Sunday Experiment: Building a Private Claude Code Alternative

AI-Generated Update
building-in-public engineering ollama llm self-hosted
Sunday Experiment: Building a Private Claude Code Alternative

Sunday Experiment: Building a Private Claude Code Alternative

The Spark

It started, as most good experiments do, with a question: What would it take to build my own private alternative to Claude Code?

I use Claude Code regularly. It’s genuinely useful for software engineering tasks—understanding codebases, writing tests, refactoring, explaining complex logic. But there’s a friction point every time I use it: my code, my proprietary work, goes to Anthropic’s servers. For some projects, that’s fine. For others, it’s not.

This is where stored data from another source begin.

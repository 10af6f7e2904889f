//! Append-only archive of raw search API responses.
//!
//! Quota-limited search adapters write every response they receive as one
//! JSON line to `<dir>/<run_stamp>_<adapter>_raw.jsonl`. `gallery reprocess`
//! reads the files back and re-parses them with the same functions the live
//! adapters use, so candidates can be rebuilt without spending quota.

use std::fs::{self, OpenOptions};
use std::io::{BufRead, BufReader, Write};
use std::path::{Path, PathBuf};
use std::sync::Mutex;

use anyhow::{anyhow, Context, Result};
use chrono::{DateTime, Utc};
use serde::{Deserialize, Serialize};
use serde_json::Value;

use crate::config::QuerySpec;

const ARCHIVE_SUFFIX: &str = "_raw.jsonl";

/// One archived API response and the query that produced it.
#[derive(Debug, Clone, PartialEq, Serialize, Deserialize)]
pub struct RawRecord {
    /// Adapter that issued the request (`serpapi`, `google_images`, ...).
    pub adapter: String,
    pub query: String,
    /// `news`, `images` or `video`.
    pub search_type: String,
    #[serde(default)]
    pub category_hint: Option<String>,
    #[serde(default, skip_serializing_if = "Vec::is_empty")]
    pub task_hints: Vec<String>,
    #[serde(default, skip_serializing_if = "Option::is_none")]
    pub platform: Option<String>,
    #[serde(default)]
    pub fetched_at: Option<DateTime<Utc>>,
    pub response: Value,
}

impl RawRecord {
    pub fn new(adapter: &str, spec: &QuerySpec, search_type: &str, response: Value) -> Self {
        Self {
            adapter: adapter.to_string(),
            query: spec.query.clone(),
            search_type: search_type.to_string(),
            category_hint: spec.category.clone(),
            task_hints: spec.tasks.clone(),
            platform: None,
            fetched_at: Some(Utc::now()),
            response,
        }
    }

    /// The query and hints this response was fetched for.
    pub fn query_spec(&self) -> QuerySpec {
        QuerySpec {
            query: self.query.clone(),
            category: self.category_hint.clone(),
            tasks: self.task_hints.clone(),
        }
    }
}

/// Writer for one run's archive files.
pub struct RawArchive {
    dir: PathBuf,
    run_stamp: String,
    write_lock: Mutex<()>,
}

impl RawArchive {
    /// Archive stamped with the current UTC time.
    pub fn new(dir: impl Into<PathBuf>) -> Self {
        Self::with_stamp(dir, Utc::now().format("%Y%m%d_%H%M%S").to_string())
    }

    pub fn with_stamp(dir: impl Into<PathBuf>, run_stamp: impl Into<String>) -> Self {
        Self {
            dir: dir.into(),
            run_stamp: run_stamp.into(),
            write_lock: Mutex::new(()),
        }
    }

    pub fn path_for(&self, adapter: &str) -> PathBuf {
        self.dir
            .join(format!("{}_{}{}", self.run_stamp, adapter, ARCHIVE_SUFFIX))
    }

    /// Append one record to its adapter's file.
    pub fn append(&self, record: &RawRecord) -> Result<()> {
        let line = serde_json::to_string(record)?;
        let path = self.path_for(&record.adapter);

        let _guard = self
            .write_lock
            .lock()
            .map_err(|_| anyhow!("archive writer lock poisoned"))?;
        fs::create_dir_all(&self.dir)
            .with_context(|| format!("Failed to create archive dir: {}", self.dir.display()))?;
        let mut file = OpenOptions::new()
            .create(true)
            .append(true)
            .open(&path)
            .with_context(|| format!("Failed to open archive: {}", path.display()))?;
        writeln!(file, "{line}")?;
        Ok(())
    }
}

/// Read every record of an archive file. Malformed lines are logged and skipped.
pub fn read_archive(path: &Path) -> Result<Vec<RawRecord>> {
    let file = fs::File::open(path)
        .with_context(|| format!("Failed to open archive: {}", path.display()))?;
    let mut records = Vec::new();
    for (idx, line) in BufReader::new(file).lines().enumerate() {
        let line = line?;
        if line.trim().is_empty() {
            continue;
        }
        match serde_json::from_str::<RawRecord>(&line) {
            Ok(record) => records.push(record),
            Err(e) => {
                tracing::warn!(path = %path.display(), line = idx + 1, error = %e, "skipping malformed archive line");
            }
        }
    }
    Ok(records)
}

/// Archive files under `dir`, oldest first.
pub fn list_archives(dir: &Path) -> Result<Vec<PathBuf>> {
    if !dir.exists() {
        return Ok(Vec::new());
    }
    let mut files: Vec<PathBuf> = fs::read_dir(dir)
        .with_context(|| format!("Failed to read archive dir: {}", dir.display()))?
        .filter_map(|entry| entry.ok().map(|e| e.path()))
        .filter(|p| {
            p.file_name()
                .and_then(|n| n.to_str())
                .is_some_and(|n| n.ends_with(ARCHIVE_SUFFIX))
        })
        .collect();
    files.sort();
    Ok(files)
}
use anyhow::Result;
use sqlx::sqlite::{SqliteConnectOptions, SqlitePool, SqlitePoolOptions};
use std::str::FromStr;
use std::time::Duration;

use crate::config::Config;

pub async fn connect(config: &Config) -> Result<SqlitePool> {
    let db_path = &config.db.path;

    // Ensure parent directory exists
    if let Some(parent) = db_path.parent() {
        if !parent.as_os_str().is_empty() {
            std::fs::create_dir_all(parent)?;
        }
    }

    let options = SqliteConnectOptions::from_str(&format!("sqlite:{}", db_path.display()))?
        .create_if_missing(true)
        .journal_mode(sqlx::sqlite::SqliteJournalMode::Wal)
        .busy_timeout(Duration::from_secs(config.db.busy_timeout_secs));

    let pool = SqlitePoolOptions::new()
        .max_connections(5)
        .connect_with(options)
        .await?;

    Ok(pool)
}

The Sunday experiment began with a simple premise: Can I replicate enough of the Claude Code experience locally, using consumer hardware, without compromising on privacy or spending a fortune?

This is the story of what worked, what failed spectacularly, and what I learned along the way.


The Goal

Claude Code isn’t just a chatbot. It’s an agentic coding assistant that can:

  • Read and understand entire codebases
  • Execute commands and shell operations
  • Write, edit, and refactor code
  • Run tests and verify fixes
  • Maintain context across long coding sessions

Building a true alternative meant more than just running a model locally. It meant creating a stack that could:

  1. Run LLMs efficiently on home hardware
  2. Expose an OpenAI-compatible API for tooling integration
  3. Provide secure remote access (because I don’t always work from the same network)
  4. Actually be useful for real coding tasks

Constraints

Before diving in, I needed to be honest about the boundaries of this experiment:

  • Hardware: Limited to 16GB VRAM on a consumer GPU (4070 Ti Super), which forces aggressive quantization for larger models
  • Remote access: I wanted to run inference on my desktop but access it from my laptop, wherever I happened to be working
  • Time: This was a Sunday experiment, I needed something working quickly, not a production grade system
  • Expertise: I wanted minimal DevOps complexity; no Kubernetes, no custom CUDA kernels, no model surgery
  • Privacy: The entire point was fully local inference with no cloud fallback, so hybrid solutions were off the table
  • Budget: Zero additional spend using only hardware I already owned

These constraints shaped every decision that followed.


The Hardware

Here’s what I had available in my home office:

ComponentSpecification
OSUbuntu 22.04.5 LTS x86_64
CPUAMD Ryzen 7 4700G with Radeon Graphics (16 cores)
GPUNVIDIA 4070 Ti Super (16GB VRAM)
RAM32GB system RAM
StorageSSD with ~200GB free

On paper, this is a decent homelab setup. The 4070 Ti Super with 16GB VRAM is often recommended for local LLM work. The Ryzen 7 4700G is no slouch either—8 cores, 16 threads, solid for multi-tasking.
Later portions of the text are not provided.